FROM:
Hiroki Yamashita (1), Paramsothy Jayakumar (2), Mustafa Alsaleh (3), and Hiroyuki Sugiyama (1)
(1) Department of Mechanical and Industrial Engineering, University of Iowa, Iowa City, IA 52242, USA
(2) U.S. Army Tank Automotive Research Development and Engineering Center, Warren, MI 48397-5000, USA
(3) Caterpillar Inc., Product Development & Global Technology, Mossville, Illinois, USA
“Physics-based deformable tire-soil interaction model for off-road mobility simulation and experimental validation”, Journal of Computational and Nonlinear Dynamics, Vol. 13, September 2017
ABSTRACT: A high-fidelity physics-based deformable tire-soil interaction model that can be fully integrated into multibody dynamics computer algorithms is developed for use in off-road mobility simulation. To this end, the finite-element (FE) tire simulation capability based on the flexible multibody dynamics approach, which allows for modeling the coupling of the structural tire dynamics and transient tire friction under hard braking and concerning maneuvers, is further extended to off-road mobility simulations. A locking-free nine-node brick element is developed by introducing an additional center node to the standard 8-node brick element, which defines the second derivative of the global position vector at this node, to alleviate the element lockings without special techniques such as the enhanced assumed strain approach. This allows for a straightforward implementation of the multiplicative finite strain plasticity theory along with the capped Drucker-Prager failure criterion to model the large plastic soil deformation exhibited as sinkage on deformable terrains. The tire-soil interaction model is fully integrated into the monolithic multibody dynamics computer algorithm to ensure the accuracy and numerical stability under transient vehicle maneuvers. In order to identify soil parameters including cohesion and friction angle, the triaxial soil test is carried out, and the soil model developed is validated against the test data. Use of the high-fidelity physics-based tire-soil simulation model in off-road mobility simulations, however, leads to a very large computational model to consider a wide range of terrains.
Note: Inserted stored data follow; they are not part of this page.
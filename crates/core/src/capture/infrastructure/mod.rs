pub mod annotated_image_surface;
pub mod image_sequence_source;
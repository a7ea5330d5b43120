pub mod domain;
pub mod infrastructure;
pub mod recognizer;
pub mod worker;
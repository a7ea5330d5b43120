pub const YOLO_MODEL_NAME: &str = "yolo11n-pose_widerface.onnx";
pub const YOLO_MODEL_URL: &str =
    "https://github.com/neutrinographics/faceguard/releases/download/v0.1.0/yolo11n-pose_widerface.onnx";

pub const EMBEDDING_MODEL_NAME: &str = "w600k_r50.onnx";
pub const EMBEDDING_MODEL_URL: &str =
    "https://github.com/neutrinographics/faceguard/releases/download/v0.1.0/w600k_r50.onnx";

/// Annotation slots rendered at once (size of the overlay pool).
pub const DEFAULT_MAX_ANNOTATIONS: usize = 10;

/// Minimum cosine similarity for a face to count as a registered identity.
pub const DEFAULT_MATCH_THRESHOLD: f64 = 0.5;

pub const DEFAULT_DATABASE_PATH: &str = "./database/namelist.csv";

pub const UNKNOWN_LABEL: &str = "Unknown";

pub const IMAGE_EXTENSIONS: &[&str] = &["jpg", "jpeg", "png", "bmp", "tiff", "tif", "webp"];
use std::time::Duration;

use crate::capture::domain::display_surface::DisplaySurface;
use crate::capture::domain::frame_sink::{FrameRejected, FrameSink};
use crate::overlay::annotation_slot::AnnotationSlot;
use crate::shared::frame::Frame;

/// What happened to a presented frame on the analysis path.
#[derive(Clone, Copy, Debug, PartialEq, Eq)]
pub enum FrameDisposition {
    Forwarded,
    Rejected(FrameRejected),
}

impl FrameDisposition {
    pub fn is_forwarded(&self) -> bool {
        matches!(self, FrameDisposition::Forwarded)
    }
}

/// Per-outcome frame counters.
#[derive(Clone, Copy, Debug, Default, PartialEq, Eq)]
pub struct AdapterStats {
    pub presented: u64,
    pub forwarded: u64,
    pub busy: u64,
    pub throttled: u64,
    pub malformed: u64,
    pub detached: u64,
}

impl AdapterStats {
    fn record(&mut self, disposition: FrameDisposition) {
        let counter = match disposition {
            FrameDisposition::Forwarded => &mut self.forwarded,
            FrameDisposition::Rejected(FrameRejected::Busy) => &mut self.busy,
            FrameDisposition::Rejected(FrameRejected::Throttled) => &mut self.throttled,
            FrameDisposition::Rejected(FrameRejected::Malformed) => &mut self.malformed,
            FrameDisposition::Rejected(FrameRejected::Detached) => &mut self.detached,
        };
        *counter += 1;
    }
}

/// Sits between the frame source and the display on the UI thread.
///
/// Every frame is presented with the current annotations. Frames are
/// additionally forwarded to the attached sink, subject to the detect
/// interval (measured on capture timestamps) and the sink's own admission.
/// Rejected frames are dropped, never queued.
pub struct FrameSourceAdapter {
    surface: Box<dyn DisplaySurface>,
    sink: Option<Box<dyn FrameSink>>,
    detect_interval: Duration,
    last_accepted: Option<Duration>,
    stats: AdapterStats,
}

impl FrameSourceAdapter {
    pub fn new(surface: Box<dyn DisplaySurface>, detect_interval: Duration) -> Self {
        Self {
            surface,
            sink: None,
            detect_interval,
            last_accepted: None,
            stats: AdapterStats::default(),
        }
    }

    pub fn attach(&mut self, sink: Box<dyn FrameSink>) {
        self.sink = Some(sink);
        self.last_accepted = None;
    }

    pub fn detach(&mut self) -> Option<Box<dyn FrameSink>> {
        self.sink.take()
    }

    pub fn is_attached(&self) -> bool {
        self.sink.is_some()
    }

    pub fn set_detect_interval(&mut self, interval: Duration) {
        self.detect_interval = interval;
    }

    pub fn detect_interval(&self) -> Duration {
        self.detect_interval
    }

    pub fn stats(&self) -> AdapterStats {
        self.stats
    }

    pub fn present_frame(
        &mut self,
        frame: &Frame,
        annotations: &[AnnotationSlot],
    ) -> FrameDisposition {
        self.stats.presented += 1;
        if let Err(e) = self.surface.present(frame, annotations) {
            log::warn!("Failed to present frame {}: {e}", frame.index());
        }

        let disposition = match self.forward(frame) {
            Ok(()) => FrameDisposition::Forwarded,
            Err(reason) => {
                log::trace!("Frame {} not analysed: {reason}", frame.index());
                FrameDisposition::Rejected(reason)
            }
        };
        self.stats.record(disposition);
        disposition
    }

    /// Presents `frame` again with updated annotations.
    ///
    /// Nothing is forwarded and no counter changes.
    pub fn refresh(&mut self, frame: &Frame, annotations: &[AnnotationSlot]) {
        if let Err(e) = self.surface.present(frame, annotations) {
            log::warn!("Failed to refresh frame {}: {e}", frame.index());
        }
    }

    fn forward(&mut self, frame: &Frame) -> Result<(), FrameRejected> {
        if !frame.is_well_formed() {
            return Err(FrameRejected::Malformed);
        }
        let sink = self.sink.as_ref().ok_or(FrameRejected::Detached)?;

        let timestamp = frame.timestamp();
        if let Some(last) = self.last_accepted {
            if timestamp < last {
                log::debug!("Frame {} went back in time; throttle reset", frame.index());
            } else if timestamp - last < self.detect_interval {
                return Err(FrameRejected::Throttled);
            }
        }

        sink.submit(frame.clone())?;
        self.last_accepted = Some(timestamp);
        Ok(())
    }
}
Thus, the computational cost dramatically increases as the size of the soil model increases. To address this issue, the moving soil patch technique is applied such that the soil behavior only in the vicinity of the rolling tire is solved to reduce the model dimensionality associated with the finite-element soil model. It is shown that use of this approach leads to a significant reduction in computational time while ensuring the accuracy. Finally, the proposed off-road tire-soil simulation capability is validated against test data obtained from a soil bin mobility test facility, including the effect of wheel loads and tire inflation pressures on the longitudinal/cornering tire forces and the rolling resistance.